Pileus reniform, corky, rigid, convex above, plane below, 10 x 17 x 5 cm; surface glabrous, thinly encrusted, smooth, laccate, very lustrous, bay to black, with a deep groove near the margin, which is cream-colored, rounded, smooth, entire, finely tomentose; context punky, white to slightly discolored, homogeneous, with white lines of mycelium near the stipe, 2-3.5 cm. thick; tubes annual, 1 cm. long, avellaneous within, mouths circular to angular, 3 to a mm., edges thin, entire, white to avellaneous; stipe lateral, very thick, short, subcylindric, 2-4 cm long, 3-6 cm. thick, expanding into the pileus, which it resembles in color, surface, and context.

== Description ==
Western varnished conk has a shiny brown-red-orange and sometimes cream-colored upper surface (often appearing as a color gradient), and white- or cream-colored pores. It can be shaped like a kidney or a fan or a hoof, or like a plate or stack of plates jammed into the side of a log. It fruits annually (rather than perennially), and usually shows up in the fall. They can grow up to 10-50 cm wide, sometimes with a stem 2.5-10 cm long and 0.5-4 cm thick.

=== Similar species ===
G. oregonense is very similar to Ganoderma tsugae, but G. tsugae is associated with east coast Tsuga (hemlock) rather than west coast conifer. Its been speculated that G. oregonense and G. tsugae might actually be one species. Additionally, G. polychromum usually grows on the ground.

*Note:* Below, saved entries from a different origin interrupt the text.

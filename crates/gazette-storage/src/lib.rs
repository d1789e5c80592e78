//! # gazette-storage
//!
//! Storage backends and the content repository façade.
//!
//! This crate provides:
//! - The [`StorageBackend`] trait every backend satisfies identically
//! - [`LocalFilesystemBackend`]: Markdown files under a content directory
//! - [`GitHubBackend`]: the same files in a GitHub repository, one commit per write
//! - [`MemoryBackend`]: in-process storage for tests and local demos
//! - [`FallbackBackend`]: retries backend failures once on an alternate backend
//! - [`ContentRepository`]: the sole write path (validation + encoding + backend)
//! - [`StorageConfig`] and [`build_backend`]: backend selection at startup

#![warn(missing_docs)]
#![warn(clippy::all)]
#![forbid(unsafe_code)]

pub mod config;
pub mod fallback;
pub mod filesystem;
pub mod github;
pub mod memory;
pub mod repository;
pub mod traits;

pub use config::{BackendKind, GitHubConfig, LocalConfig, StorageConfig, build_backend};
pub use fallback::FallbackBackend;
pub use filesystem::LocalFilesystemBackend;
pub use github::GitHubBackend;
pub use memory::MemoryBackend;
pub use repository::{CheckIssue, ContentRepository};
pub use traits::{StorageBackend, StoredDocument, sort_entries};
use serde::{Deserialize, Serialize};

#[derive(Debug, Clone, Copy, PartialEq, Serialize, Deserialize)]
pub struct Position {
    pub x: f64,
    pub y: f64,
}

/// A point of interest on the map image. Positions are in native
/// image pixel space; the render layer maps them through the current
/// viewport transform.
#[derive(Debug, Clone, PartialEq, Serialize, Deserialize)]
#[serde(rename_all = "camelCase")]
pub struct Marker {
    pub id: String,
    pub position: Position,
    /// Image asset shown on the map and in the detail popup.
    pub image: String,
    pub title: String,
    pub description: String,
    #[serde(default)]
    pub video_url: Option<String>,
}

impl Marker {
    /// Whether the marker sits inside the given image bounds.
    pub fn in_bounds(&self, image_width: f64, image_height: f64) -> bool {
        self.position.x >= 0.0
            && self.position.x <= image_width
            && self.position.y >= 0.0
            && self.position.y <= image_height
    }
}

#[derive(Debug, Clone, PartialEq, Serialize, Deserialize)]
#[serde(rename_all = "camelCase")]
pub struct MapImage {
    pub display_name: String,
    pub file_name: String,
    /// Natural pixel dimensions of the raster.
    pub width: f64,
    pub height: f64,
}
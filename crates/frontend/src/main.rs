mod api;
mod components;
mod pages;

use dioxus::prelude::*;

#[derive(Routable, Clone, PartialEq)]
enum Route {
    #[route("/")]
    Home {},
}

#[component]
fn Home() -> Element {
    rsx! {
        pages::viewer::Viewer {}
    }
}

const CSS: Asset = asset!("/assets/main.css");
const FAVICON: Asset = asset!("/assets/favicon.svg");

#[allow(non_snake_case)]
fn App() -> Element {
    rsx! {
        document::Link { rel: "icon", r#type: "image/svg+xml", href: FAVICON }
        document::Stylesheet { href: CSS }
        Router::<Route> {}
    }
}

fn main() {
    launch(App);
}
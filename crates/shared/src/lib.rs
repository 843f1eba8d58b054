pub mod models;
pub mod viewport;
pub mod map_view;
pub mod marker_popup;
pub mod toast;
use dioxus::html::geometry::WheelDelta;
use dioxus::html::input_data::MouseButton;
use dioxus::prelude::*;
use waypoint_shared::models::Position;
use waypoint_shared::viewport::{Viewport, ZoomDirection};

use crate::api::MarkerData;

const MAP_CONTAINER_ID: &str = "map-viewport";

/// Drag threshold in pixels — movement below this is treated as a tap.
const DRAG_THRESHOLD: f64 = 3.0;

/// Touch drag threshold — larger than mouse because touch is less precise.
const TOUCH_DRAG_THRESHOLD: f64 = 8.0;

/// Tap hit radius around a marker, in screen pixels.
const TAP_RADIUS_PX: f64 = 48.0;

// ---------------------------------------------------------------------------
// DOM helpers
// ---------------------------------------------------------------------------

/// Get the bounding client rect of the map container element.
fn container_rect() -> Option<web_sys::DomRect> {
    let document = web_sys::window()?.document()?;
    let element = document.get_element_by_id(MAP_CONTAINER_ID)?;
    Some(element.get_bounding_client_rect())
}

/// Client coordinates to container-relative coordinates.
fn container_point(client_x: f64, client_y: f64) -> Option<(f64, f64)> {
    let rect = container_rect()?;
    Some((client_x - rect.left(), client_y - rect.top()))
}

// ---------------------------------------------------------------------------
// Pure helpers (unit-testable without a DOM)
// ---------------------------------------------------------------------------

/// Convert a wheel delta (pixels / lines / pages) to a uniform pixel-like value.
fn wheel_delta_y(delta: WheelDelta) -> f64 {
    match delta {
        WheelDelta::Pixels(d) => d.y,
        WheelDelta::Lines(d) => d.y * 40.0,
        WheelDelta::Pages(d) => d.y * 400.0,
    }
}

/// Distance between two client-coordinate points (for drag threshold checks).
fn point_distance(a: (f64, f64), b: (f64, f64)) -> f64 {
    let dx = a.0 - b.0;
    let dy = a.1 - b.1;
    (dx * dx + dy * dy).sqrt()
}

/// Hit-test a tap at container coordinates against the marker list.
///
/// The tap point is mapped back to image space through the inverse
/// transform; the nearest marker within `TAP_RADIUS_PX` screen pixels
/// wins.
fn marker_hit(
    markers: &[MarkerData],
    viewport: &Viewport,
    container_x: f64,
    container_y: f64,
) -> Option<String> {
    let tap = viewport.image_position(Position {
        x: container_x,
        y: container_y,
    });
    let threshold = TAP_RADIUS_PX / viewport.scale();

    let mut best_id = None;
    let mut best_dist = threshold;
    for marker in markers {
        let dx = marker.position.x - tap.x;
        let dy = marker.position.y - tap.y;
        let dist = (dx * dx + dy * dy).sqrt();
        if dist < best_dist {
            best_dist = dist;
            best_id = Some(marker.id.clone());
        }
    }
    best_id
}

// ---------------------------------------------------------------------------
// Component
// ---------------------------------------------------------------------------

#[component]
pub fn MapView(
    image_url: String,
    image_width: f64,
    image_height: f64,
    markers: Vec<MarkerData>,
    on_marker_tap: EventHandler<String>,
) -> Element {
    // The engine owns the (scale, translate) triple; every handler below
    // only feeds it events and re-renders from its output.
    let mut viewport = use_signal(|| Viewport::new(1.0, 1.0, image_width, image_height));

    // Measure the container after mount. The parent keys this component
    // on the image dimensions, so a (re)resolved image re-creates it.
    use_effect(move || {
        if let Some(rect) = container_rect() {
            viewport.set(Viewport::new(
                rect.width(),
                rect.height(),
                image_width,
                image_height,
            ));
        }
    });

    // Drag state (mouse)
    let mut is_dragging = use_signal(|| false);
    let mut did_drag = use_signal(|| false);
    let mut drag_start = use_signal(|| (0.0_f64, 0.0_f64));

    // Touch state
    let mut touch_start_pos = use_signal(|| None::<(f64, f64)>);
    let mut touch_did_pan = use_signal(|| false);
    let mut is_pinching = use_signal(|| false);

    let markers_for_mouse = markers.clone();
    let markers_for_touch = markers.clone();

    let transform = viewport.read().transform();
    let transform_style = format!(
        "transform: {}; transform-origin: 0 0; width: {}px; height: {}px;",
        transform.to_css(),
        image_width,
        image_height
    );
    let dragging = *is_dragging.read();
    let container_class = if dragging {
        "map-container dragging"
    } else {
        "map-container"
    };

    rsx! {
        div {
            id: MAP_CONTAINER_ID,
            class: "{container_class}",

            onwheel: move |evt: Event<WheelData>| {
                evt.prevent_default();

                let delta_y = wheel_delta_y(evt.data().delta());
                let direction = if delta_y < 0.0 {
                    ZoomDirection::In
                } else {
                    ZoomDirection::Out
                };
                let client = evt.data().client_coordinates();
                let Some((cx, cy)) = container_point(client.x, client.y) else {
                    return;
                };
                viewport.write().wheel_zoom(cx, cy, direction);
            },

            onmousedown: move |evt: Event<MouseData>| {
                // Only track drag/tap for the left mouse button
                if evt.trigger_button() != Some(MouseButton::Primary) {
                    return;
                }
                let client = evt.client_coordinates();
                is_dragging.set(true);
                did_drag.set(false);
                drag_start.set((client.x, client.y));
                viewport.write().begin_pan(client.x, client.y);
            },

            onmousemove: move |evt: Event<MouseData>| {
                if !*is_dragging.read() {
                    return;
                }
                let client = evt.client_coordinates();
                let start = *drag_start.read();

                if !*did_drag.read()
                    && point_distance(start, (client.x, client.y)) > DRAG_THRESHOLD
                {
                    did_drag.set(true);
                }
                if *did_drag.read() {
                    viewport.write().update_pan(client.x, client.y);
                }
            },

            onmouseup: move |evt: Event<MouseData>| {
                let was_dragging = *is_dragging.read();
                let was_drag = *did_drag.read();
                is_dragging.set(false);
                viewport.write().end_pan();

                // A mouseup without drag movement = a tap
                if was_dragging && !was_drag {
                    let client = evt.client_coordinates();
                    if let Some((cx, cy)) = container_point(client.x, client.y) {
                        let hit = marker_hit(&markers_for_mouse, &viewport.read(), cx, cy);
                        if let Some(id) = hit {
                            on_marker_tap.call(id);
                        }
                    }
                }
            },

            onmouseleave: move |_| {
                is_dragging.set(false);
                viewport.write().end_pan();
            },

            ondoubleclick: move |evt: Event<MouseData>| {
                evt.prevent_default();
                viewport.write().reset();
            },

            onresize: move |_| {
                if let Some(rect) = container_rect() {
                    viewport.write().resize(rect.width(), rect.height());
                }
            },

            // --- Touch event handlers ---

            ontouchstart: move |evt: Event<TouchData>| {
                evt.prevent_default();
                let touches = evt.data().touches();
                if touches.len() == 1 {
                    // Single finger: pan, and track the start for tap detection
                    let t = &touches[0];
                    let client = t.client_coordinates();
                    touch_start_pos.set(Some((client.x, client.y)));
                    touch_did_pan.set(false);
                    viewport.write().begin_pan(client.x, client.y);
                } else if touches.len() >= 2 {
                    // Two fingers: pinch-to-zoom
                    let a = touches[0].client_coordinates();
                    let b = touches[1].client_coordinates();
                    let (Some(pa), Some(pb)) =
                        (container_point(a.x, a.y), container_point(b.x, b.y))
                    else {
                        return;
                    };
                    is_pinching.set(true);
                    viewport.write().begin_pinch(pa.0, pa.1, pb.0, pb.1);
                    // Cancel any tap tracking
                    touch_start_pos.set(None);
                    touch_did_pan.set(true);
                }
            },

            ontouchmove: move |evt: Event<TouchData>| {
                evt.prevent_default();
                let touches = evt.data().touches();

                if *is_pinching.read() && touches.len() >= 2 {
                    let a = touches[0].client_coordinates();
                    let b = touches[1].client_coordinates();
                    let (Some(pa), Some(pb)) =
                        (container_point(a.x, a.y), container_point(b.x, b.y))
                    else {
                        return;
                    };
                    viewport.write().update_pinch(pa.0, pa.1, pb.0, pb.1);
                } else if touches.len() == 1 {
                    let t = &touches[0];
                    let client = t.client_coordinates();
                    if let Some(start) = *touch_start_pos.read() {
                        if !*touch_did_pan.read()
                            && point_distance(start, (client.x, client.y)) > TOUCH_DRAG_THRESHOLD
                        {
                            touch_did_pan.set(true);
                        }
                        if *touch_did_pan.read() {
                            viewport.write().update_pan(client.x, client.y);
                        }
                    }
                }
            },

            ontouchend: move |evt: Event<TouchData>| {
                evt.prevent_default();
                let remaining = evt.data().touches().len();

                if *is_pinching.read() {
                    // Wait for all fingers to lift before resetting pinch state
                    if remaining == 0 {
                        is_pinching.set(false);
                        viewport.write().end_pinch();
                        touch_start_pos.set(None);
                    }
                    return;
                }

                // Single-finger tap: no pan occurred and all fingers are up
                if remaining == 0 && !*touch_did_pan.read() {
                    if let Some(start) = *touch_start_pos.read() {
                        if let Some((cx, cy)) = container_point(start.0, start.1) {
                            let hit = marker_hit(&markers_for_touch, &viewport.read(), cx, cy);
                            if let Some(id) = hit {
                                on_marker_tap.call(id);
                            }
                        }
                    }
                }

                if remaining == 0 {
                    viewport.write().end_pan();
                    touch_start_pos.set(None);
                }
            },

            ontouchcancel: move |_evt: Event<TouchData>| {
                touch_start_pos.set(None);
                touch_did_pan.set(false);
                is_pinching.set(false);
                viewport.write().end_pan();
            },

            // Image layer — the engine's transform applies to map + markers together
            div {
                class: "map-layer",
                style: "{transform_style}",

                img {
                    class: "map-image",
                    src: "{image_url}",
                    draggable: "false",
                    alt: "Map",
                }

                for marker in &markers {
                    div {
                        class: "map-marker",
                        style: "left: {marker.position.x}px; top: {marker.position.y}px;",
                        img { src: "/static/{marker.image}", draggable: "false", alt: "{marker.title}" }
                    }
                }
            }

            button {
                class: "reset-view",
                onclick: move |_| {
                    // Re-measure in case the layout changed since mount
                    if let Some(rect) = container_rect() {
                        viewport.write().resize(rect.width(), rect.height());
                    } else {
                        viewport.write().reset();
                    }
                },
                "Reset view"
            }
        }
    }
}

== Distribution and habitat ==
It can be found in northwestern coastal North America, including California, Oregon, Washington, British Columbia, Yukon, and Alaska. It can be found year-round but is freshest from July to November.

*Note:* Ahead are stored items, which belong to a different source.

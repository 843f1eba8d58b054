use dioxus::prelude::*;
use wasm_bindgen::JsCast;

use crate::api::{static_asset_url, MarkerData};

const POPUP_VIDEO_ID: &str = "popup-video";

/// Pause the popup's video element and rewind it to the start.
///
/// Closing the overlay only unmounts the DOM node on the next render;
/// stopping playback explicitly avoids audio continuing in the meantime.
fn stop_video() {
    let Some(document) = web_sys::window().and_then(|w| w.document()) else {
        return;
    };
    let Some(element) = document.get_element_by_id(POPUP_VIDEO_ID) else {
        return;
    };
    if let Ok(media) = element.dyn_into::<web_sys::HtmlMediaElement>() {
        let _ = media.pause();
        media.set_current_time(0.0);
    }
}

#[component]
pub fn MarkerPopup(
    marker: MarkerData,
    on_close: EventHandler<()>,
    on_notice: EventHandler<String>,
) -> Element {
    let mut show_video = use_signal(|| false);

    let video_url = marker.video_url.clone();
    let has_video = video_url.is_some();

    let close = move |_| {
        stop_video();
        show_video.set(false);
        on_close.call(());
    };

    rsx! {
        div {
            class: "popup-backdrop",
            onclick: close,

            div {
                class: "popup-card",
                // Keep clicks inside the card from reaching the backdrop
                onclick: move |evt| evt.stop_propagation(),

                button { class: "popup-close", onclick: close, "\u{00d7}" }

                img {
                    class: "popup-image",
                    src: static_asset_url(&marker.image),
                    alt: "{marker.title}",
                }
                h2 { class: "popup-title", "{marker.title}" }
                p { class: "popup-description", "{marker.description}" }

                button {
                    class: "popup-video-button",
                    onclick: move |_| {
                        if has_video {
                            show_video.set(true);
                        } else {
                            on_notice.call("No video available for this location".to_string());
                        }
                    },
                    "Watch video"
                }

                if *show_video.read() {
                    if let Some(url) = video_url.clone() {
                        div { class: "video-overlay",
                            video {
                                id: POPUP_VIDEO_ID,
                                class: "popup-video",
                                src: "{url}",
                                controls: true,
                                autoplay: true,
                            }
                            button {
                                class: "video-close",
                                onclick: move |_| {
                                    stop_video();
                                    show_video.set(false);
                                },
                                "Close video"
                            }
                        }
                    }
                }
            }
        }
    }
}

Trees inoculated with G. oregonense end up with spongy, soft insides. It prefers dead red fir but will also accept dead or alive Douglas fir, spruce, hemlock, and pine. When this reishi is found on living trees it is usually consequent to tree wounds, such as bear marks.

== Uses ==
According to Paul Stamets, this fungus is edible. This is unusual for a Ganoderma, specimens of which are usually far too tough to be eaten. (Reishi is often dried, powdered and consumed as a mushroom tea.)